Finally, agreement was assessed using intraclass correlation coefficients (ICCs; Shrout & Fleiss, 1979), which indexed the agreement between two measures: the retrospective and momentary assessments of significant mood shifts. For calculation of ICC, the number of days with extreme mood changes recalled on the mood calendar was compared with the number of days of extreme mood changes experienced based on EMA data, using the ST-PAC index described above. ICCs were calculated for the absolute agreement between the retrospective and momentary reports using a two-way random effects model.

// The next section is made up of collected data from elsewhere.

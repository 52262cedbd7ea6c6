//! Logical transactions: ordered forward/compensating statement pairs.

use serde::{Deserialize, Serialize};
use serde_json::Value;
use std::fmt;
use std::time::{Duration, Instant};

/// Identifier of a logical transaction, unique within one log.
#[derive(Debug, Clone, Copy, PartialEq, Eq, Hash, PartialOrd, Ord, Serialize, Deserialize)]
pub struct TransactionId(u64);

impl TransactionId {
    pub(crate) fn from_raw(raw: u64) -> Self {
        Self(raw)
    }

    /// Numeric value of the identifier.
    pub fn get(&self) -> u64 {
        self.0
    }
}

impl fmt::Display for TransactionId {
    fn fmt(&self, f: &mut fmt::Formatter<'_>) -> fmt::Result {
        write!(f, "tx-{}", self.0)
    }
}

/// Lifecycle of a logical transaction.
#[derive(Debug, Clone, Copy, PartialEq, Eq, Hash, Serialize, Deserialize)]
#[serde(rename_all = "snake_case")]
pub enum TransactionState {
    /// Accepting operations
    Pending,
    /// Committed by the caller or being applied by the executor
    Active,
    /// Applied by the executor
    Committed,
    /// Abandoned or undone
    RolledBack,
    /// The executor could not apply or undo it
    Failed,
}

impl TransactionState {
    /// Stable string form used in logs and stats.
    pub fn as_str(&self) -> &'static str {
        match self {
            TransactionState::Pending => "pending",
            TransactionState::Active => "active",
            TransactionState::Committed => "committed",
            TransactionState::RolledBack => "rolled_back",
            TransactionState::Failed => "failed",
        }
    }
}

impl fmt::Display for TransactionState {
    fn fmt(&self, f: &mut fmt::Formatter<'_>) -> fmt::Result {
        f.write_str(self.as_str())
    }
}

/// Locking hint forwarded to the underlying store when the transaction is applied.
#[derive(Debug, Clone, Copy, Default, PartialEq, Eq, Serialize, Deserialize)]
#[serde(rename_all = "snake_case")]
pub enum IsolationHint {
    /// Take locks lazily on first write
    #[default]
    Deferred,
    /// Take the write lock at begin
    Immediate,
    /// Block readers as well as writers
    Exclusive,
}

impl IsolationHint {
    /// Keyword understood by SQL stores (`BEGIN <keyword>`).
    pub fn as_sql(&self) -> &'static str {
        match self {
            IsolationHint::Deferred => "DEFERRED",
            IsolationHint::Immediate => "IMMEDIATE",
            IsolationHint::Exclusive => "EXCLUSIVE",
        }
    }
}

/// A parameterised statement for the underlying store.
#[derive(Debug, Clone, PartialEq, Serialize, Deserialize)]
pub struct Statement {
    /// Statement text
    pub text: String,
    /// Positional parameters
    pub params: Vec<Value>,
}

impl Statement {
    /// Create a statement from text and parameters.
    pub fn new(text: impl Into<String>, params: Vec<Value>) -> Self {
        Self {
            text: text.into(),
            params,
        }
    }
}

/// One recorded step of a logical transaction.
#[derive(Debug, Clone)]
pub struct TransactionOperation {
    /// Operation kind (`INSERT`, `UPDATE`, ...)
    pub kind: String,
    /// Statement that applies the change
    pub forward: Statement,
    /// Statement that reverses the change, if one exists
    pub compensating: Option<Statement>,
    /// When the operation was recorded
    pub added_at: Instant,
}

/// A group of operations sharing one commit/rollback decision.
#[derive(Debug, Clone)]
pub struct LogicalTransaction {
    /// Identifier
    pub id: TransactionId,
    /// Current lifecycle state
    pub state: TransactionState,
    /// When `begin` was called
    pub started_at: Instant,
    /// Age after which the sweep rolls the transaction back
    pub timeout: Duration,
    /// Isolation hint for the executor
    pub isolation: IsolationHint,
    /// Recorded operations in insertion order
    pub operations: Vec<TransactionOperation>,
}

impl LogicalTransaction {
    /// Create a pending transaction.
    pub fn new(
        id: TransactionId,
        started_at: Instant,
        timeout: Duration,
        isolation: IsolationHint,
    ) -> Self {
        Self {
            id,
            state: TransactionState::Pending,
            started_at,
            timeout,
            isolation,
            operations: Vec::new(),
        }
    }

    /// Time since `begin`.
    pub fn age(&self, now: Instant) -> Duration {
        now.saturating_duration_since(self.started_at)
    }

    /// Whether the transaction outlived its timeout.
    pub fn is_stale(&self, now: Instant) -> bool {
        self.age(now) > self.timeout
    }
}
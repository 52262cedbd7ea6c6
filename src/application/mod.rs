//! Application layer - the guard components and their orchestration.
//!
//! Each component owns its own interior synchronization and can be used on
//! its own:
//! - Rate limiter registry (admission per `subject:operation` key)
//! - Circuit breaker registry (one breaker per dependency)
//! - Concurrency manager (named locks and semaphores)
//! - Rollback journal (time-boxed compensating actions)
//! - Transaction log (logical transactions over a statement store)
//!
//! [`guard::MutationGuard`] wires them together around one shared
//! [`metrics::Metrics`] handle and one clock.
//!
//! ## Ports
//!
//! The application layer defines ports (traits) that infrastructure
//! adapters and the embedding application implement.

pub mod circuit_breaker;
pub mod concurrency;
pub mod guard;
pub mod limiter;
pub mod maintenance;
pub mod metrics;
pub mod ports;
pub mod retry;
pub mod rollback;
pub mod transaction;
//! Named locks and semaphores with timeouts.
//!
//! The [`ConcurrencyManager`] lazily creates one primitive per name in three
//! namespaces:
//!
//! - exclusive locks (`tokio::sync::Mutex`), at most one holder per name
//! - shared locks (`tokio::sync::RwLock` read side), any number of holders
//! - semaphores (`tokio::sync::Semaphore`), capacity fixed on first reference
//!
//! Every held permit is recorded in the manager under a [`HolderId`]. Scoped
//! acquisition returns a [`LockGuard`] that releases on drop; the unscoped
//! `acquire`/`release` pair and [`cleanup_stale`](ConcurrencyManager::cleanup_stale)
//! release through the same record, so a force-released guard drops cleanly.

use parking_lot::Mutex;
use std::collections::{BTreeMap, HashMap};
use std::fmt;
use std::sync::atomic::{AtomicBool, AtomicU64, Ordering};
use std::sync::Arc;
use std::time::{Duration, Instant};
use thiserror::Error;
use tokio::sync::{
    Mutex as AsyncMutex, OwnedMutexGuard, OwnedRwLockReadGuard, OwnedSemaphorePermit, RwLock,
    Semaphore,
};
use tracing::{debug, info, warn};

use crate::application::metrics::Metrics;
use crate::application::ports::Clock;
use crate::config::ConcurrencySettings;

/// Error returned by lock and semaphore acquisition.
#[derive(Debug, Clone, PartialEq, Eq, Error)]
pub enum ConcurrencyError {
    /// The lock was not acquired in time; the protected section was not entered
    #[error("timed out after {:.1}s waiting for lock '{name}'", .timeout.as_secs_f64())]
    LockTimeout {
        /// Lock name
        name: String,
        /// Timeout that elapsed
        timeout: Duration,
    },
    /// The semaphore was not acquired in time
    #[error("timed out after {:.1}s waiting for semaphore '{name}'", .timeout.as_secs_f64())]
    SemaphoreTimeout {
        /// Semaphore name
        name: String,
        /// Timeout that elapsed
        timeout: Duration,
    },
    /// Creating another named lock would exceed `max_locks` names in use
    #[error("maximum number of locks reached: {max}")]
    CapacityExceeded {
        /// Configured cap
        max: usize,
    },
    /// The manager was shut down
    #[error("concurrency manager is shut down")]
    ShutDown,
}

/// Identifies one acquisition.
#[derive(Debug, Clone, Copy, PartialEq, Eq, Hash, PartialOrd, Ord)]
pub struct HolderId(u64);

impl fmt::Display for HolderId {
    fn fmt(&self, f: &mut fmt::Formatter<'_>) -> fmt::Result {
        write!(f, "holder-{}", self.0)
    }
}

/// Namespace a primitive lives in.
#[derive(Debug, Clone, Copy, PartialEq, Eq, Hash)]
pub enum LockKind {
    /// Exclusive named lock
    Exclusive,
    /// Shared named lock
    Shared,
    /// Counting semaphore
    Semaphore,
}

/// Ownership record of one held primitive.
#[derive(Debug, Clone, PartialEq, Eq)]
pub struct LockInfo {
    /// Primitive name
    pub name: String,
    /// Namespace
    pub kind: LockKind,
    /// Acquisition identity
    pub holder: HolderId,
    /// When the primitive was acquired
    pub acquired_at: Instant,
    /// Timeout used for the acquisition
    pub timeout: Duration,
}

/// Per-name acquisition counters.
#[derive(Debug, Clone, Copy, Default, PartialEq, Eq)]
pub struct LockCounters {
    /// Successful acquisitions
    pub acquired: u64,
    /// Timed-out acquisitions
    pub timeouts: u64,
    /// Holders force-released by the stale sweep
    pub deadlocks: u64,
}

/// One currently held primitive, as reported by [`ConcurrencyManager::stats`].
#[derive(Debug, Clone, PartialEq, Eq)]
pub struct ActiveLock {
    /// Ownership record
    pub info: LockInfo,
    /// Time held so far
    pub held_for: Duration,
}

No ICC value was significantly different from zero, indicating poor agreement between the retrospective and momentary reports of significant mood shifts.

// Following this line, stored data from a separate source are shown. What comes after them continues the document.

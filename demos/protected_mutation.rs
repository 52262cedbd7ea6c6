//! Demoting administrators through a `MutationGuard`.
//!
//! Shows admission control, the rollback journal and the circuit breaker
//! around a small in-memory users table.
//!
//! Run with `RUST_LOG=debug` to see every decision.

use async_trait::async_trait;
use mutation_guard::{
    GuardConfig, GuardError, MutationGuard, MutationRequest, PortError, RollbackKind, UserStore,
};
use serde_json::{json, Value};
use std::collections::HashMap;
use std::sync::Arc;
use tokio::sync::Mutex;
use tracing_subscriber::EnvFilter;

#[derive(Debug, Default)]
struct UsersTable {
    roles: Mutex<HashMap<i64, String>>,
}

impl UsersTable {
    async fn role(&self, user_id: i64) -> Result<Value, PortError> {
        let roles = self.roles.lock().await;
        let role = roles.get(&user_id).ok_or("no such user")?;
        Ok(json!({ "user_id": user_id, "role": role }))
    }
}

#[async_trait]
impl UserStore for UsersTable {
    async fn set_role(&self, user_id: i64, role: &str) -> Result<(), PortError> {
        self.roles.lock().await.insert(user_id, role.to_string());
        Ok(())
    }

    async fn update_username(&self, _user_id: i64, _username: Option<&str>) -> Result<(), PortError> {
        Ok(())
    }
}

async fn remove_admin(
    guard: &MutationGuard,
    users: &UsersTable,
    by: i64,
    user_id: i64,
) -> Result<(), GuardError<PortError>> {
    let request = MutationRequest::new(
        by,
        "remove_admin",
        RollbackKind::AdminRemoval,
        format!("user:{}", user_id),
        json!({ "user_id": user_id, "role": "user" }),
    );
    let outcome = guard
        .protected_mutation(
            request,
            || users.role(user_id),
            || users.set_role(user_id, "user"),
        )
        .await?;
    println!("  user {} demoted, undo id {}", user_id, outcome.rollback_id);
    Ok(())
}

#[tokio::main]
async fn main() -> Result<(), Box<dyn std::error::Error + Send + Sync>> {
    tracing_subscriber::fmt()
        .with_env_filter(EnvFilter::try_from_default_env().unwrap_or_else(|_| EnvFilter::new("info")))
        .init();

    let users = Arc::new(UsersTable::default());
    for user_id in 1..=4 {
        users.set_role(user_id, "admin").await?;
    }

    let guard = MutationGuard::builder()
        .with_config(GuardConfig::default())
        .with_user_store(users.clone())
        .build()?;
    let maintenance = guard.start_maintenance();

    println!("=== Burst protection ===");
    println!("admin-ops allows 2 requests per 5 seconds per admin\n");
    for user_id in 1..=3 {
        if let Err(e) = remove_admin(&guard, &users, 100, user_id).await {
            println!("  user {}: {}", user_id, e.user_message());
        }
    }

    println!("\n=== Undo ===");
    let last = guard
        .journal()
        .list(Some(RollbackKind::AdminRemoval), false)
        .pop();
    if let Some(record) = last {
        guard.undo(record.id).await?;
        println!("  restored {}", users.role(record.original_i64("user_id").unwrap_or(0)).await?);
        println!("  second undo accepted: {}", guard.journal().execute(record.id).await);
    }

    println!("\n=== Failing read ===");
    if let Err(e) = remove_admin(&guard, &users, 200, 99).await {
        println!("  {}", e);
        println!("  breaker state: {}", guard.breakers().breaker("database").state());
    }

    let snapshot = guard.metrics().snapshot();
    println!("\n=== Metrics ===");
    println!("  admitted: {}", snapshot.requests_admitted);
    println!("  denied: {}", snapshot.requests_denied);
    println!("  rollbacks created: {}", snapshot.rollbacks_created);
    println!("  rollbacks executed: {}", snapshot.rollbacks_executed);

    maintenance.shutdown().await?;
    Ok(())
}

Across all participants, the absolute agreement ICC was -.02 (95% CI = -.12 to .11) for negative mood shifts over the study period, .01 (95% CI = -.06 to .09) for positive mood shifts over the study period, -.04 (95% CI = -.20 to .14) for negative mood shifts over the last week, and -.01 (95% CI = -.13 to .13) for positive mood shifts over the last week. Among BPD participants, the ICC was .001 (95% CI = -.13 to .17) for negative mood shifts over the study period, .05 (95% CI = -.06 to .20) for positive mood shifts over the study period, .03 (95% CI = -.12 to .21) for negative mood shifts over the last week, and -.05 (95% CI = -.24 to .17) for positive mood shifts over the last week. For MDD/DYS participants, the ICC was -.06 (95% CI = -.23 to .16) for negative mood shifts over the study period, -.07 (95% CI = -.20 to .13) for positive mood shifts over the study period, -.07 (95% CI = -.27 to .18) for negative mood shifts over the last week, and -.01 (95% CI = -.29 to .29) for positive mood shifts over the last week.

Discussion

Overall, our results indicate low to modest agreement between either retrospective or trait reports of mood instability/intensity and momentary assessments of mood instability. Results from this study indicate that scores from questionnaire measures of trait affective instability show relatively modest associations with participants' experienced affective instability and average mood intensity, as derived from EMA reports of mood state in patients' natural environments. Although the PAI-BOR-AI scores showed the greatest correspondence to EMA mood indices, the associations were variable across types of negative affect and across group and were of a moderate strength, at best. PAI-BOR scores were more highly related to momentary affect for BPD individuals and to EMA indices of hostility (for both participant groups). ALS scores showed inconsistent and modest correlations with EMA mood indices, primarily for BPD individuals, and AIM-pos scores were moderately correlated with momentary indices of positive affect, but only for BPD individuals. Finally, retrospective reports of extreme mood changes, whether over the previous month or the immediately preceding week, were largely unrelated to EMA indices of acute affect changes across both patient groups. Results indicated that both groups are more accurate in recalling days without extreme mood shifts, but have great difficulty accurately recalling days with such shifts.

Contrary to our initial hypotheses, BPD individuals did not appear to be poorer retrospective reporters of their affective experiences. As mentioned above, previous research has found that individuals with greater variability or instability in their experiences were less accurate on retrospective reports of the same experiences (Fredrickson, 2000; Perrine & Schroder, 2005; Stone et al., 2005). This literature suggests poorer recall accuracy for those whose experience of a particular mood, behavior, or event is less stable or less predictable. Therefore, BPD individuals might be expected to be less accurate when retrospectively reporting on their mood, given the presence of affective instability (in contrast to MDD/DYS individuals without that symptom). However, we did not find this in our study.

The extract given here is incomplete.